Collected data entries:
______________________________
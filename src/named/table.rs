//! The name table: a bijective mapping from dimension names to positions.
//!
//! A [`NameTable`] is the trustworthy index of a named object: every
//! `(DimKind, index)` slot of the paired positional object has exactly one
//! name, no name appears twice, and per-kind indices form a dense range.
//! Tables are immutable values; every transformation produces a new table.

use crate::error::{NamedPolyError, Result};
use crate::polyhedral::relation::IntegerRelation;
use crate::polyhedral::space::{DimKind, Space};
use indexmap::IndexMap;
use serde::{Deserialize, Serialize};

/// An insertion-ordered mapping from dimension name to `(kind, index)`.
#[derive(Debug, Clone, Default, PartialEq, Eq, Serialize, Deserialize)]
pub struct NameTable {
    entries: IndexMap<String, (DimKind, usize)>,
}

impl NameTable {
    /// Read the names off a positional object.
    ///
    /// Iterates kinds in the canonical order (param, in, out) and indices
    /// ascending, so the table's insertion order is the object's per-kind
    /// index order. Fails on the first unnamed or duplicate dimension and
    /// never returns a partially populated table. The object's own name tags
    /// are left untouched.
    pub fn strip(obj: &IntegerRelation) -> Result<NameTable> {
        let mut entries = IndexMap::new();
        for &kind in &DimKind::ALL {
            for index in 0..obj.dim(kind) {
                let name = obj
                    .dim_name(kind, index)
                    .ok_or(NamedPolyError::UnnamedDimension { kind, index })?;
                if entries.contains_key(name) {
                    return Err(NamedPolyError::DuplicateName(name.to_string()));
                }
                entries.insert(name.to_string(), (kind, index));
            }
        }
        Ok(NameTable { entries })
    }

    /// Build a table from explicit entries, validating the invariants:
    /// unique names, one name per slot, dense per-kind indices.
    pub fn from_entries(
        entries: impl IntoIterator<Item = (String, (DimKind, usize))>,
    ) -> Result<NameTable> {
        let mut table = NameTable::default();
        for (name, (kind, index)) in entries {
            if table.entries.contains_key(&name) {
                return Err(NamedPolyError::DuplicateName(name));
            }
            if table.name_at(kind, index).is_some() {
                return Err(NamedPolyError::IncompatibleSpace(format!(
                    "two names assigned to {} dimension {}",
                    kind, index
                )));
            }
            table.entries.insert(name, (kind, index));
        }
        for &kind in &DimKind::ALL {
            let count = table.dim_count(kind);
            for index in 0..count {
                if table.name_at(kind, index).is_none() {
                    return Err(NamedPolyError::IncompatibleSpace(format!(
                        "{} indices are not dense: index {} is unnamed",
                        kind, index
                    )));
                }
            }
        }
        Ok(table)
    }

    pub(crate) fn insert_unchecked(&mut self, name: String, kind: DimKind, index: usize) {
        self.entries.insert(name, (kind, index));
    }

    /// Write every entry's name onto the matching slot of `obj`.
    ///
    /// Used for rendering and by the space aligner only; internal reasoning
    /// goes through the table itself. The table's totality invariant
    /// guarantees every dimension of a matching object receives a name.
    pub fn restore(&self, obj: &IntegerRelation) -> IntegerRelation {
        let mut restored = obj.clone();
        for (name, &(kind, index)) in &self.entries {
            restored = restored.with_dim_name(kind, index, name.clone());
        }
        restored
    }

    /// Look up the slot of a name.
    pub fn get(&self, name: &str) -> Result<(DimKind, usize)> {
        self.entries
            .get(name)
            .copied()
            .ok_or_else(|| NamedPolyError::NameNotFound(name.to_string()))
    }

    /// Check whether a name is present.
    pub fn contains(&self, name: &str) -> bool {
        self.entries.contains_key(name)
    }

    /// The name assigned to `(kind, index)`, if any.
    pub fn name_at(&self, kind: DimKind, index: usize) -> Option<&str> {
        self.entries
            .iter()
            .find(|(_, &slot)| slot == (kind, index))
            .map(|(name, _)| name.as_str())
    }

    /// Number of dimensions of the given kind.
    pub fn dim_count(&self, kind: DimKind) -> usize {
        self.entries.values().filter(|&&(k, _)| k == kind).count()
    }

    /// All names, in insertion order.
    pub fn names(&self) -> impl Iterator<Item = &str> {
        self.entries.keys().map(String::as_str)
    }

    /// All entries, in insertion order.
    pub fn iter(&self) -> impl Iterator<Item = (&str, DimKind, usize)> {
        self.entries
            .iter()
            .map(|(name, &(kind, index))| (name.as_str(), kind, index))
    }

    /// Total number of named dimensions.
    pub fn len(&self) -> usize {
        self.entries.len()
    }

    /// Check whether the table is empty.
    pub fn is_empty(&self) -> bool {
        self.entries.is_empty()
    }

    /// The space this table describes, with all name tags set.
    ///
    /// Well-defined because the table is total and dense per kind.
    pub fn to_space(&self) -> Space {
        let mut space = Space::relation(
            self.dim_count(DimKind::In),
            self.dim_count(DimKind::Out),
            self.dim_count(DimKind::Param),
        );
        for (name, &(kind, index)) in &self.entries {
            space = space.with_dim_name(kind, index, name.clone());
        }
        space
    }
}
______________________________
#### Work instruction:
Each and every record above needs writing out exactly.

#### Result:
filename src/named/table.rs
//! The name table: a bijective mapping from dimension names to positions.
//!
//! A [`NameTable`] is the trustworthy index of a named object: every
//! `(DimKind, index)` slot of the paired positional object has exactly one
//! name, no name appears twice, and per-kind indices form a dense range.
//! Tables are immutable values; every transformation produces a new table.

use crate::error::{NamedPolyError, Result};
use crate::polyhedral::relation::IntegerRelation;
use crate::polyhedral::space::{DimKind, Space};
use indexmap::IndexMap;
use serde::{Deserialize, Serialize};

/// An insertion-ordered mapping from dimension name to `(kind, index)`.
#[derive(Debug, Clone, Default, PartialEq, Eq, Serialize, Deserialize)]
pub struct NameTable {
    entries: IndexMap<String, (DimKind, usize)>,
}

impl NameTable {
    /// Read the names off a positional object.
    ///
    /// Iterates kinds in the canonical order (param, in, out) and indices
    /// ascending, so the table's insertion order is the object's per-kind
    /// index order. Fails on the first unnamed or duplicate dimension and
    /// never returns a partially populated table. The object's own name tags
    /// are left untouched.
    pub fn strip(obj: &IntegerRelation) -> Result<NameTable> {
        let mut entries = IndexMap::new();
        for &kind in &DimKind::ALL {
            for index in 0..obj.dim(kind) {
                let name = obj
                    .dim_name(kind, index)
                    .ok_or(NamedPolyError::UnnamedDimension { kind, index })?;
                if entries.contains_key(name) {
                    return Err(NamedPolyError::DuplicateName(name.to_string()));
                }
                entries.insert(name.to_string(), (kind, index));
            }
        }
        Ok(NameTable { entries })
    }

    /// Build a table from explicit entries, validating the invariants:
    /// unique names, one name per slot, dense per-kind indices.
    pub fn from_entries(
        entries: impl IntoIterator<Item = (String, (DimKind, usize))>,
    ) -> Result<NameTable> {
        let mut table = NameTable::default();
        for (name, (kind, index)) in entries {
            if table.entries.contains_key(&name) {
                return Err(NamedPolyError::DuplicateName(name));
            }
            if table.name_at(kind, index).is_some() {
                return Err(NamedPolyError::IncompatibleSpace(format!(
                    "two names assigned to {} dimension {}",
                    kind, index
                )));
            }
            table.entries.insert(name, (kind, index));
        }
        for &kind in &DimKind::ALL {
            let count = table.dim_count(kind);
            for index in 0..count {
                if table.name_at(kind, index).is_none() {
                    return Err(NamedPolyError::IncompatibleSpace(format!(
                        "{} indices are not dense: index {} is unnamed",
                        kind, index
                    )));
                }
            }
        }
        Ok(table)
    }

    pub(crate) fn insert_unchecked(&mut self, name: String, kind: DimKind, index: usize) {
        self.entries.insert(name, (kind, index));
    }

    /// Write every entry's name onto the matching slot of `obj`.
    ///
    /// Used for rendering and by the space aligner only; internal reasoning
    /// goes through the table itself. The table's totality invariant
    /// guarantees every dimension of a matching object receives a name.
    pub fn restore(&self, obj: &IntegerRelation) -> IntegerRelation {
        let mut restored = obj.clone();
        for (name, &(kind, index)) in &self.entries {
            restored = restored.with_dim_name(kind, index, name.clone());
        }
        restored
    }

    /// Look up the slot of a name.
    pub fn get(&self, name: &str) -> Result<(DimKind, usize)> {
        self.entries
            .get(name)
            .copied()
            .ok_or_else(|| NamedPolyError::NameNotFound(name.to_string()))
    }

    /// Check whether a name is present.
    pub fn contains(&self, name: &str) -> bool {
        self.entries.contains_key(name)
    }

    /// The name assigned to `(kind, index)`, if any.
    pub fn name_at(&self, kind: DimKind, index: usize) -> Option<&str> {
        self.entries
            .iter()
            .find(|(_, &slot)| slot == (kind, index))
            .map(|(name, _)| name.as_str())
    }

    /// Number of dimensions of the given kind.
    pub fn dim_count(&self, kind: DimKind) -> usize {
        self.entries.values().filter(|&&(k, _)| k == kind).count()
    }

    /// All names, in insertion order.
    pub fn names(&self) -> impl Iterator<Item = &str> {
        self.entries.keys().map(String::as_str)
    }

    /// All entries, in insertion order.
    pub fn iter(&self) -> impl Iterator<Item = (&str, DimKind, usize)> {
        self.entries
            .iter()
            .map(|(name, &(kind, index))| (name.as_str(), kind, index))
    }

    /// Total number of named dimensions.
    pub fn len(&self) -> usize {
        self.entries.len()
    }

    /// Check whether the table is empty.
    pub fn is_empty(&self) -> bool {
        self.entries.is_empty()
    }

    /// The space this table describes, with all name tags set.
    ///
    /// Well-defined because the table is total and dense per kind.
    pub fn to_space(&self) -> Space {
        let mut space = Space::relation(
            self.dim_count(DimKind::In),
            self.dim_count(DimKind::Out),
            self.dim_count(DimKind::Param),
        );
        for (name, &(kind, index)) in &self.entries {
            space = space.with_dim_name(kind, index, name.clone());
        }
        space
    }
}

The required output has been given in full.